* Task statement *
Count every line in the entries that follow where the word "oneshot" appears, then state only the total.

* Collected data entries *
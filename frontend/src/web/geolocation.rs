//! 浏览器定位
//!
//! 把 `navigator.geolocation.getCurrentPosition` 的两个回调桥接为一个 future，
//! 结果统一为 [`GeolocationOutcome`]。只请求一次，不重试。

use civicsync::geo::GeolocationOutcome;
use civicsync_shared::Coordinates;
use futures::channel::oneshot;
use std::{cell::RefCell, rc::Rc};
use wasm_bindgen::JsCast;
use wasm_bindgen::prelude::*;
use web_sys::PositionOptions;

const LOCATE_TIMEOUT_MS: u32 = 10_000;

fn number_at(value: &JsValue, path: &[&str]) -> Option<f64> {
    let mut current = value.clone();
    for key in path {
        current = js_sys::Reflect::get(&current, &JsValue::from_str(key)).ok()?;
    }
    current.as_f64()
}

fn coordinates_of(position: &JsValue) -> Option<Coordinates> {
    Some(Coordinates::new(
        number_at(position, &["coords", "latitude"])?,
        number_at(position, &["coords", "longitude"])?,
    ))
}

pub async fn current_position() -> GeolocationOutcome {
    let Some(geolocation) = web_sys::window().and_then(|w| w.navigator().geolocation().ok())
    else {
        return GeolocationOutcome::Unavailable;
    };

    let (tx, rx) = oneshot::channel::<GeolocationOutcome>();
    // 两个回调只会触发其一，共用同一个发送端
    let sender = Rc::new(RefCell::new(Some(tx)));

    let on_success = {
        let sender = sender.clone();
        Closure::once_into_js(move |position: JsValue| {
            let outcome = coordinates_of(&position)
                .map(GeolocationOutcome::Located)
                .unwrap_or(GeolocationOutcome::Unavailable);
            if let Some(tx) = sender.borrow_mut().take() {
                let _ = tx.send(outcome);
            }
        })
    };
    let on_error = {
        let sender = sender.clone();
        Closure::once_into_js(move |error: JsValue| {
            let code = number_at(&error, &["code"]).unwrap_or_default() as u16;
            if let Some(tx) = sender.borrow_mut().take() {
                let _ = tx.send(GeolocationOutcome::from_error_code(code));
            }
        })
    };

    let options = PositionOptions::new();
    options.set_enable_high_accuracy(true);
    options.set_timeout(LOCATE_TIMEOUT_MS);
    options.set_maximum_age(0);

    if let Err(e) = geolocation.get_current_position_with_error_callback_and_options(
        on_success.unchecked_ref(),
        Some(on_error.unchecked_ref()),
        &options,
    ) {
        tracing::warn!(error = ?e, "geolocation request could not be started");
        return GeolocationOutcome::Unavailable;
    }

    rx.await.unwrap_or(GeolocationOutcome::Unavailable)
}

* Result of this task *
2